Study material:
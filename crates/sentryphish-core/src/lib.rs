// SPDX-FileCopyrightText: 2026 Sentryphish Contributors
// SPDX-License-Identifier: MIT OR Apache-2.0

//! Core library for the Sentryphish detection pipeline.
//!
//! This crate provides the foundational trait definitions, error types, and
//! common types used throughout the Sentryphish workspace. All adapter
//! plugins implement traits defined here.

pub mod error;
pub mod traits;
pub mod types;

// Re-export key items at crate root for ergonomic imports.
pub use error::SentryError;
pub use types::{
    AdapterType, DetectedThreats, DetectionResult, HealthStatus, MessageSource,
    MonitorableMessage, ProviderAnalysis, Provenance, RiskLevel,
};

// Re-export all adapter traits at crate root.
pub use traits::{PluginAdapter, ProviderAdapter, SourceAdapter, StorageAdapter};
// SPDX-FileCopyrightText: 2026 Sentryphish Contributors
// SPDX-License-Identifier: MIT OR Apache-2.0

//! `sentryphish history` command implementation.

use colored::Colorize;
use sentryphish_config::SentryConfig;
use sentryphish_core::{RiskLevel, SentryError, StorageAdapter};
use sentryphish_storage::JsonStore;

pub async fn run(config: &SentryConfig, limit: Option<usize>) -> Result<(), SentryError> {
    let store = JsonStore::new(config);
    store.initialize().await?;

    let entries = store.history(limit).await;
    if entries.is_empty() {
        println!("no analyzed messages yet");
        return Ok(());
    }

    for entry in entries {
        let label = match entry.result.risk {
            RiskLevel::Red => "RED   ".red().bold(),
            RiskLevel::Yellow => "YELLOW".yellow().bold(),
            RiskLevel::Green => "GREEN ".green().bold(),
        };
        let preview: String = entry.content.chars().take(60).collect();
        println!(
            "{}  {label}  [{}] {}: {preview}",
            entry.timestamp.format("%Y-%m-%d %H:%M:%S"),
            entry.source,
            entry.sender,
        );
    }
    Ok(())
}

Goal of the exercise: Among the lines above, find those that contain the word "limit" and copy them.

Worked solution:
pub async fn run(config: &SentryConfig, limit: Option<usize>) -> Result<(), SentryError> {
    let entries = store.history(limit).await;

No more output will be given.